Revision as of 11:21, 3 August 2011 by Ciaran (talk | contribs) (rv spam)

TRIPS is an international agreement signed in 1994 by most countries of the world. TRIPS requires that patents exist in certain domains and that they have a duration of 20 years.

TRIPS was negotiated as part of the General Agreement on Tariffs and Trade - which was replaced in 1995 by the World Trade Organisation. Can you help? What is the relation of these bodies to the UN?


As of 2010, the in-negotiation ACTA treaty is widely seen as the first post-TRIPS treaty that will, if ratified in it's current form, cause the same level of harm as TRIPS has.

TRIPS does not require software patents

Sometimes politicians are told that software patents are required for compliance with TRIPS, but this is rubbish.

Article 27: fields of technology

The clause used as a base for this rubbish claim is Article 27 paragraph 1:

patents shall be available for any inventions, whether products or processes, in all fields of technology, provided that they are new, involve an inventive step and are capable of industrial application.

However, TRIPS does not say that writing software is a "field of technology". In fact, that term is not defined at all, so every legislature is free to decide which activities are and which aren't part of a field of technology.

Remember, the question is not about whether software developers consider their work to be part of a "field of technology" or not. It's a purely legalistic categorisation question. In legal terms, legislatures have to choose whether to put software into the category of being patentable (being a "field of technology") or being not patentable. We ask them to define software as non-patentable.

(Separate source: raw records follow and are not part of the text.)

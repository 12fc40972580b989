use std::iter::Peekable;

use crate::{
    ast::Expr,
    error::ParseError,
    interpreter::{
        lexer::Token,
        parser::core::{ParseResult, parse_sentence},
    },
};

/// Parses a negation expression.
///
/// `NOT` binds tighter than every binary connective and is
/// right-associative, so `NOT NOT P` parses as `NOT (NOT P)`.
///
/// If no `NOT` is present, the function delegates to [`parse_primary`].
///
/// Grammar:
/// ```text
///     negation := NOT negation
///               | primary
/// ```
/// # Parameters
/// - `tokens`: Token iterator with lookahead.
///
/// # Returns
/// An [`Expr::Not`] or a primary sentence.
pub(crate) fn parse_negation<'a, I>(tokens: &mut Peekable<I>) -> ParseResult<Expr>
    where I: Iterator<Item = &'a (Token, usize)> + Clone
{
    if let Some((Token::Not, _)) = tokens.peek() {
        tokens.next();
        let operand = parse_negation(tokens)?;
        Ok(Expr::Not(Box::new(operand)))
    } else {
        parse_primary(tokens)
    }
}

/// Parses a primary (atomic) sentence.
///
/// Primary sentences form the base of the grammar and include:
/// - the literals `TRUE` and `FALSE`
/// - single-letter variables
/// - parenthesized sentences
///
/// This function does not handle `NOT` or binary connectives; it dispatches
/// on the leading token and reports anything else as a missing operand. An
/// operator in operand position (`AND P`), a `)` after an operator
/// (`P AND )`), and end of input after an operator (`P AND`) all land here.
///
/// Grammar:
/// ```text
///     primary := TRUE
///              | FALSE
///              | IDENTIFIER
///              | "(" sentence ")"
/// ```
/// # Parameters
/// - `tokens`: Token iterator positioned at the start of a primary sentence.
///
/// # Returns
/// The parsed primary [`Expr`] or a `ParseError` on failure.
pub(crate) fn parse_primary<'a, I>(tokens: &mut Peekable<I>) -> ParseResult<Expr>
    where I: Iterator<Item = &'a (Token, usize)> + Clone
{
    let peeked = tokens.peek()
                       .ok_or(ParseError::UnexpectedEndOfInput { line: 0 })?;

    match peeked {
        (Token::True, _) => {
            tokens.next();
            Ok(Expr::Literal(true))
        },
        (Token::False, _) => {
            tokens.next();
            Ok(Expr::Literal(false))
        },
        (Token::Identifier(name), _) => {
            let name = *name;
            tokens.next();
            Ok(Expr::Variable(name))
        },
        (Token::LeftParen, _) => parse_grouping(tokens),
        (Token::End, line) => Err(ParseError::UnexpectedEndOfInput { line: *line }),
        (token, line) => Err(ParseError::UnexpectedToken { token: token.to_string(),
                                                           line:  *line, }),
    }
}

/// Parses a parenthesized sentence.
///
/// Consumes the `(`, parses a full sentence with precedence reset, and
/// requires the matching `)`. A missing `)` is reported against the line of
/// the opening parenthesis.
///
/// # Parameters
/// - `tokens`: Token iterator positioned at `(`.
///
/// # Returns
/// The inner sentence, with the parentheses consumed.
///
/// # Errors
/// Returns `ExpectedClosingParen` if the group is not closed before the end
/// of input.
fn parse_grouping<'a, I>(tokens: &mut Peekable<I>) -> ParseResult<Expr>
    where I: Iterator<Item = &'a (Token, usize)> + Clone
{
    let (_, line) = *tokens.next().unwrap();
    let sentence = parse_sentence(tokens)?;
    match tokens.next() {
        Some((Token::RightParen, _)) => Ok(sentence),
        _ => Err(ParseError::ExpectedClosingParen { line }),
    }
}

Article 10: software is a literary work

Moreover, a direct comment about software in TRIPS is in Article 10:

Computer programs, whether in source or object code, shall be protected as literary works under the Berne Convention (1971).

Literary writing is not a field of technology, so this sentence implies that the authors of TRIPS did not intend software to be counted as a field of technology.

Support for this interpretation

In the USA, when the Supreme Court was considering the Bilski case and the patentability of software and business method patents, their decision made no mention at all of TRIPS or any other treaty.[1]

In 2003, during the EU software patents directive, the European Parliament voted amendments which clearly excluded software from patentability. They clearly didn't see any problem with this position and TRIPS.

Interoperability exceptions

Article 30

Full text:

Members may provide limited exceptions to the exclusive rights conferred by a patent, provided that such exceptions do not unreasonably conflict with a normal exploitation of the patent and do not unreasonably prejudice the legitimate interests of the patent owner, taking account of the legitimate interests of third parties.

Article 40.2

Article 40.2 says:

Nothing in this Agreement shall prevent Members from specifying in their legislation licensing practices or conditions that may in particular cases constitute an abuse of intellectual property rights having an adverse effect on competition in the relevant market. As provided above, a Member may adopt, consistently with the other provisions of this Agreement, appropriate measures to prevent or control such practices, which may include for example exclusive grantback conditions, conditions preventing challenges to validity and coercive package licensing, in the light of the relevant laws and regulations of that Member.

Since software patents have severe adverse effects on competition and markets, so there is clearly grounds for adding conditions to the use of patents in relation to software, communication, standards, compatibility, etc. This approach was suggested, but also disputed, in Japan.